Modifications of the HJC (Holmquist–Johnson–Cook) Model for an Improved Numerical Simulation of Roller Compacted Concrete (RCC) Structures Subjected to Impact Loadings

Abstract

Structures made of Roller Compacted Concrete (RCC) may be subjected to dynamic loads during their service life. Understanding the dynamic material properties of RCC and the performance of RCC structures is essential for better analysis and design of RCC structures. As full-scale tests are often unaffordable, numerical simulation methods are continuously employed. However, in numerical simulations, determining a reasonable constitutive relationship for RCC materials is still limited due to the complexity of the composite and the special rolling and compacting construction technology. In this paper, the triaxial compressive test and split Hopkinson pressure bar (SHPB) experimental results for RCC are introduced as an experimental foundation.
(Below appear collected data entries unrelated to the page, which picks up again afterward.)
//! Runs the rendered matcher script against a minimal DOM under node.
//!
//! Skipped when no `node` binary is on `PATH`.

use std::io::Write;
use std::process::{Command, Stdio};

use autoclick::{MatcherConfig, render_payload};
use serde_json::Value;

const DOM_SHIM: &str = include_str!("support/dom_shim.js");

/// Evaluates `scenario` after the shim, with the rendered script bound to
/// `PAYLOAD`. Returns the JSON the scenario passed to `report`, or `None`
/// when node is unavailable.
fn run_scenario(config: &MatcherConfig, scenario: &str) -> Option<Value> {
	let Ok(node) = which::which("node") else {
		eprintln!("node not found, skipping payload script test");
		return None;
	};
	let payload = serde_json::to_string(&render_payload(config)).unwrap();
	let source = format!("{DOM_SHIM}\nconst PAYLOAD = {payload};\n{scenario}\n");

	let mut child = Command::new(node)
		.arg("-")
		.stdin(Stdio::piped())
		.stdout(Stdio::piped())
		.stderr(Stdio::piped())
		.spawn()
		.unwrap();
	child.stdin.take().unwrap().write_all(source.as_bytes()).unwrap();
	let output = child.wait_with_output().unwrap();
	assert!(output.status.success(), "node failed: {}", String::from_utf8_lossy(&output.stderr));

	let stdout = String::from_utf8(output.stdout).unwrap();
	let line = stdout.lines().last().expect("scenario did not report");
	Some(serde_json::from_str(line).unwrap())
}

fn clicks(report: &Value) -> Vec<&str> {
	report["clicks"].as_array().unwrap().iter().map(|c| c.as_str().unwrap()).collect()
}

fn unmarked() -> MatcherConfig {
	MatcherConfig::default().without_markers()
}

#[test]
fn run_button_in_panel_is_clicked() {
	let scenario = r#"
		document.body.append(h('div', { id: 'cascade' }, h('button', {}, 'Run')));
		report({ status: inject() });
	"#;
	let Some(report) = run_scenario(&MatcherConfig::default(), scenario) else { return };
	assert_eq!(report["status"], "observer-installed");
	assert_eq!(clicks(&report), ["Run"]);
}

#[test]
fn run_wins_over_always_allow() {
	let scenario = r#"
		document.body.append(h('div', { id: 'cascade' }, h('button', {}, 'Always Allow'), h('button', {}, 'Run')));
		report({ status: inject() });
	"#;
	let Some(report) = run_scenario(&MatcherConfig::default(), scenario) else { return };
	assert_eq!(clicks(&report), ["Run"]);
}

#[test]
fn requires_input_step_is_revealed() {
	let scenario = r#"
		document.body.append(h('div', { class: 'chat-widget' }, h('div', {}, '1 Step Requires Input')));
		report({ status: inject() });
	"#;
	let Some(report) = run_scenario(&MatcherConfig::default(), scenario) else { return };
	assert_eq!(clicks(&report), ["1 Step Requires Input"]);
}

#[test]
fn second_injection_reports_already_active() {
	let scenario = r#"
		document.body.append(h('div', { id: 'cascade' }, h('button', {}, 'Run')));
		const first = inject();
		const second = inject();
		report({ first, second });
	"#;
	let Some(report) = run_scenario(&MatcherConfig::default(), scenario) else { return };
	assert_eq!(report["first"], "observer-installed");
	assert_eq!(report["second"], "already-active");
	assert_eq!(report["observers"], 1);
	assert_eq!(clicks(&report), ["Run"]);
}

#[test]
fn disabled_loading_and_busy_buttons_are_skipped() {
	let scenario = r#"
		document.body.append(
			h('button', { disabled: '' }, 'Run'),
			h('button', { 'aria-disabled': 'true' }, 'Accept'),
			h('button', { class: 'btn loading' }, 'Allow'),
			h('button', {}, 'Approve', h('span', { class: 'animate-spin' })),
			h('button', {}, 'Confirm', h('div', { role: 'progressbar' })),
		);
		report({ status: inject() });
	"#;
	let Some(report) = run_scenario(&unmarked(), scenario) else { return };
	assert_eq!(report["status"], "observer-installed");
	assert!(clicks(&report).is_empty());
}

#[test]
fn overlong_text_is_not_an_action() {
	let scenario = r#"
		document.body.append(h('button', {}, 'Run this command to continue with everything you asked for earlier'));
		report({ status: inject() });
	"#;
	let Some(report) = run_scenario(&unmarked(), scenario) else { return };
	assert!(clicks(&report).is_empty());
}

#[test]
fn nothing_is_clicked_outside_a_panel() {
	let scenario = r#"
		document.body.append(h('button', {}, 'Run'));
		report({ status: inject() });
	"#;
	let Some(report) = run_scenario(&MatcherConfig::default(), scenario) else { return };
	assert_eq!(report["status"], "observer-installed");
	assert!(clicks(&report).is_empty());
}

#[test]
fn astral_characters_count_once_toward_length_caps() {
	let scenario = r#"
		document.body.append(h('button', {}, 'Always Allow ' + '\u{1F600}'.repeat(20)));
		report({ status: inject() });
	"#;
	let Some(report) = run_scenario(&unmarked(), scenario) else { return };
	assert_eq!(clicks(&report).len(), 1);
}

#[test]
fn shadow_roots_and_priority_targets_are_searched() {
	let scenario = r#"
		const host = h('div', {});
		host.attachShadow().append(h('div', { role: 'button', 'data-testid': 'allow-tool' }, h('span', {}, 'Yes')));
		document.body.append(host);
		report({ status: inject() });
	"#;
	let Some(report) = run_scenario(&unmarked(), scenario) else { return };
	assert_eq!(clicks(&report), ["Yes"]);
}

#[test]
fn mutation_schedules_a_throttled_scan() {
	let scenario = r#"
		const panel = h('div', { id: 'cascade' });
		document.body.append(panel);
		const status = inject();
		panel.append(h('button', {}, 'Continue'));
		mutate();
		mutate();
		setTimeout(() => {
			mutate();
			setTimeout(() => report({ status }), 300);
		}, 300);
	"#;
	let Some(report) = run_scenario(&MatcherConfig::default(), scenario) else { return };
	assert_eq!(report["status"], "observer-installed");
	// The second scan finds the same button still cooling down.
	assert_eq!(clicks(&report), ["Continue"]);
}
Parameter calibrations and modifications in terms of the strength yield surface, the strain rate effect and the failure criterion for the RCC materials are presented. Numerical verification is illustrated for simulating the SHPB experiment and predicting the dynamic compressive characteristics of RCC specimens with a modified HJC model. The results reveal that the simulation results for the modified model have better agreement with the test data than those with the model before modification and have better simulation results. Sensitivity studies of the key parameters on the yield surface of the modified HJC model are conducted to improve the simulation effect for numerically predicting the performance of RCC structures exposed to explosive and impact loads.